_ASSIGNED TASK_. Pull out every line below that holds the word "ClientError".

_DATA SHOWN_.
//! Encoding service HTTP client core.

use std::future::Future;
use std::sync::Arc;
use std::time::Duration;

use reqwest::header::{HeaderMap, HeaderName, HeaderValue};
use serde::de::DeserializeOwned;
use serde::Serialize;
use tracing::warn;

use crate::config::ClientConfig;
use crate::error::{ClientError, ClientResult};

/// Client for the cloud encoding service API.
///
/// Constructed once and passed explicitly to every component that talks
/// to the service; cheap to clone, the underlying connection pool is
/// shared between clones.
#[derive(Clone)]
pub struct EncodingClient {
    http: reqwest::Client,
    config: Arc<ClientConfig>,
}

impl EncodingClient {
    /// Create a new client.
    pub fn new(config: ClientConfig) -> ClientResult<Self> {
        let mut headers = HeaderMap::new();

        let mut api_key = HeaderValue::from_str(&config.api_key)
            .map_err(|_| ClientError::InvalidConfig("API key is not a valid header value".into()))?;
        api_key.set_sensitive(true);
        headers.insert(HeaderName::from_static("x-api-key"), api_key);

        if let Some(tenant) = &config.tenant_org_id {
            let value = HeaderValue::from_str(tenant).map_err(|_| {
                ClientError::InvalidConfig("tenant org id is not a valid header value".into())
            })?;
            headers.insert(HeaderName::from_static("x-tenant-org-id"), value);
        }

        let http = reqwest::Client::builder()
            .timeout(config.timeout)
            .default_headers(headers)
            .build()
            .map_err(ClientError::Network)?;

        Ok(Self { http, config: Arc::new(config) })
    }

    /// Create from environment variables.
    pub fn from_env() -> ClientResult<Self> {
        Self::new(ClientConfig::from_env()?)
    }

    pub fn config(&self) -> &ClientConfig {
        &self.config
    }

    fn url(&self, path: &str) -> String {
        format!(
            "{}/{}",
            self.config.base_url.trim_end_matches('/'),
            path.trim_start_matches('/')
        )
    }

    pub(crate) async fn post_json<B, T>(&self, path: &str, body: &B) -> ClientResult<T>
    where
        B: Serialize + ?Sized,
        T: DeserializeOwned,
    {
        self.with_retry(|| async move {
            let response = self
                .http
                .post(self.url(path))
                .json(body)
                .send()
                .await
                .map_err(ClientError::Network)?;
            Self::decode(response).await
        })
        .await
    }

    pub(crate) async fn post_no_content(&self, path: &str) -> ClientResult<()> {
        self.with_retry(|| async move {
            let response = self
                .http
                .post(self.url(path))
                .send()
                .await
                .map_err(ClientError::Network)?;
            let status = response.status();
            if !status.is_success() {
                let detail = response.text().await.unwrap_or_default();
                return Err(ClientError::Api { status: status.as_u16(), detail });
            }
            Ok(())
        })
        .await
    }

    pub(crate) async fn get_json<T>(&self, path: &str) -> ClientResult<T>
    where
        T: DeserializeOwned,
    {
        self.get_json_query(path, &[]).await
    }

    pub(crate) async fn get_json_query<T>(
        &self,
        path: &str,
        query: &[(&str, &str)],
    ) -> ClientResult<T>
    where
        T: DeserializeOwned,
    {
        self.with_retry(|| async move {
            let response = self
                .http
                .get(self.url(path))
                .query(query)
                .send()
                .await
                .map_err(ClientError::Network)?;
            Self::decode(response).await
        })
        .await
    }

    async fn decode<T: DeserializeOwned>(response: reqwest::Response) -> ClientResult<T> {
        let status = response.status();
        if !status.is_success() {
            let detail = response.text().await.unwrap_or_default();
            return Err(ClientError::Api { status: status.as_u16(), detail });
        }
        response.json::<T>().await.map_err(ClientError::Network)
    }

    /// Execute with retry logic. Only transient failures are retried;
    /// definitive rejections surface immediately.
    async fn with_retry<F, Fut, T>(&self, operation: F) -> ClientResult<T>
    where
        F: Fn() -> Fut,
        Fut: Future<Output = ClientResult<T>>,
    {
        let mut last_error = None;

        for attempt in 0..=self.config.max_retries {
            match operation().await {
                Ok(result) => return Ok(result),
                Err(e) if e.is_retryable() && attempt < self.config.max_retries => {
                    let delay = Duration::from_millis(500 * 2u64.pow(attempt));
                    warn!(
                        "encoding API request failed (attempt {}), retrying in {:?}: {}",
                        attempt + 1,
                        delay,
                        e
                    );
                    tokio::time::sleep(delay).await;
                    last_error = Some(e);
                }
                Err(e) => return Err(e),
            }
        }

        Err(last_error.unwrap_or_else(|| ClientError::InvalidResponse("retry loop exhausted".into())))
    }
}
//! HLS and DASH manifest operations.

use vodforge_models::{ManifestKind, TaskStatus};

use crate::client::EncodingClient;
use crate::error::ClientResult;
use crate::types::{
    AudioAdaptationSetRequest, AudioMediaInfoRequest, CreatedResource, DashManifestRequest,
    DashRepresentationRequest, HlsManifestRequest, Manifest, PeriodRequest, StreamInfoRequest,
    VideoAdaptationSetRequest,
};

impl EncodingClient {
    /// Create an HLS manifest shell.
    pub async fn create_hls_manifest(&self, request: &HlsManifestRequest) -> ClientResult<Manifest> {
        self.post_json("encoding/manifests/hls", request).await
    }

    /// Add an audio media entry to an HLS manifest.
    pub async fn add_hls_audio_media(
        &self,
        manifest_id: &str,
        request: &AudioMediaInfoRequest,
    ) -> ClientResult<CreatedResource> {
        self.post_json(&format!("encoding/manifests/hls/{manifest_id}/media/audio"), request)
            .await
    }

    /// Add a variant stream entry to an HLS manifest.
    pub async fn add_hls_stream_info(
        &self,
        manifest_id: &str,
        request: &StreamInfoRequest,
    ) -> ClientResult<CreatedResource> {
        self.post_json(&format!("encoding/manifests/hls/{manifest_id}/streams"), request).await
    }

    /// Create a DASH manifest shell.
    pub async fn create_dash_manifest(
        &self,
        request: &DashManifestRequest,
    ) -> ClientResult<Manifest> {
        self.post_json("encoding/manifests/dash", request).await
    }

    /// Add a period to a DASH manifest.
    pub async fn create_dash_period(&self, manifest_id: &str) -> ClientResult<CreatedResource> {
        self.post_json(&format!("encoding/manifests/dash/{manifest_id}/periods"), &PeriodRequest {})
            .await
    }

    /// Add a video adaptation set to a DASH period.
    pub async fn create_video_adaptation_set(
        &self,
        manifest_id: &str,
        period_id: &str,
    ) -> ClientResult<CreatedResource> {
        self.post_json(
            &format!("encoding/manifests/dash/{manifest_id}/periods/{period_id}/adaptationsets/video"),
            &VideoAdaptationSetRequest {},
        )
        .await
    }

    /// Add an audio adaptation set to a DASH period.
    pub async fn create_audio_adaptation_set(
        &self,
        manifest_id: &str,
        period_id: &str,
        lang: &str,
    ) -> ClientResult<CreatedResource> {
        self.post_json(
            &format!("encoding/manifests/dash/{manifest_id}/periods/{period_id}/adaptationsets/audio"),
            &AudioAdaptationSetRequest { lang: lang.to_string() },
        )
        .await
    }

    /// Add an MP4 representation to a DASH adaptation set.
    pub async fn add_dash_mp4_representation(
        &self,
        manifest_id: &str,
        period_id: &str,
        adaptation_set_id: &str,
        request: &DashRepresentationRequest,
    ) -> ClientResult<CreatedResource> {
        self.post_json(
            &format!(
                "encoding/manifests/dash/{manifest_id}/periods/{period_id}/adaptationsets/{adaptation_set_id}/representations/mp4"
            ),
            request,
        )
        .await
    }

    /// Start a manifest generation job.
    pub async fn start_manifest(&self, kind: ManifestKind, manifest_id: &str) -> ClientResult<()> {
        self.post_no_content(&format!("encoding/manifests/{}/{manifest_id}/start", kind.as_str()))
            .await
    }

    /// Fetch the current status snapshot of a manifest generation job.
    pub async fn manifest_status(
        &self,
        kind: ManifestKind,
        manifest_id: &str,
    ) -> ClientResult<TaskStatus> {
        self.get_json(&format!("encoding/manifests/{}/{manifest_id}/status", kind.as_str())).await
    }
}
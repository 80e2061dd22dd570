//! Storage-change trigger.
//!
//! Invoked when a new source object lands in the input bucket. Submits
//! the full rendition ladder; completion is driven by the service's
//! webhook, so the handler answers as soon as the encoding has started.

use std::sync::Arc;

use axum::extract::State;
use axum::http::StatusCode;
use axum::Json;
use serde::{Deserialize, Serialize};
use tokio_util::sync::CancellationToken;
use tracing::error;
use validator::Validate;

use crate::error::{ApiError, ApiResult};
use crate::state::AppState;

/// Storage-change event payload.
#[derive(Debug, Deserialize, Validate)]
pub struct StorageEvent {
    /// Name of the uploaded object
    #[validate(length(min = 1, message = "asset name must not be empty"))]
    pub name: String,
}

#[derive(Debug, Serialize)]
pub struct EncodeResponse {
    pub encoding_id: String,
    pub asset: String,
}

/// Handle a storage-change event by submitting an encoding.
pub async fn storage_object_finalized(
    State(state): State<AppState>,
    Json(event): Json<StorageEvent>,
) -> ApiResult<(StatusCode, Json<EncodeResponse>)> {
    event.validate().map_err(|e| ApiError::validation(e.to_string()))?;

    let submission = state.pipeline.submit(&event.name).await?;

    // Supervise completion in the background; the finished webhook is the
    // durable path to manifest generation.
    let pipeline = Arc::clone(&state.pipeline);
    let encoding_id = submission.encoding_id.clone();
    tokio::spawn(async move {
        let cancel = CancellationToken::new();
        if let Err(e) = pipeline.await_finished(&encoding_id, &cancel).await {
            error!(encoding_id = %encoding_id, "encoding did not finish cleanly: {e}");
        }
    });

    Ok((
        StatusCode::ACCEPTED,
        Json(EncodeResponse { encoding_id: submission.encoding_id, asset: submission.asset }),
    ))
}
//! Syntax analysis stage
//!
//! A recursive-descent acceptor over the scanner's token sequence. There
//! is no AST: acceptance is "parse() did not fail", and the first
//! mismatch aborts the stage with a diagnostic pointing at the offending
//! token.

pub mod checker;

_OUTPUT OF THE TASK_.
use crate::error::{ClientError, ClientResult};
            .map_err(|_| ClientError::InvalidConfig("API key is not a valid header value".into()))?;
                ClientError::InvalidConfig("tenant org id is not a valid header value".into())
            .map_err(ClientError::Network)?;
                .map_err(ClientError::Network)?;
                .map_err(ClientError::Network)?;
                return Err(ClientError::Api { status: status.as_u16(), detail });
                .map_err(ClientError::Network)?;
            return Err(ClientError::Api { status: status.as_u16(), detail });
        response.json::<T>().await.map_err(ClientError::Network)
        Err(last_error.unwrap_or_else(|| ClientError::InvalidResponse("retry loop exhausted".into())))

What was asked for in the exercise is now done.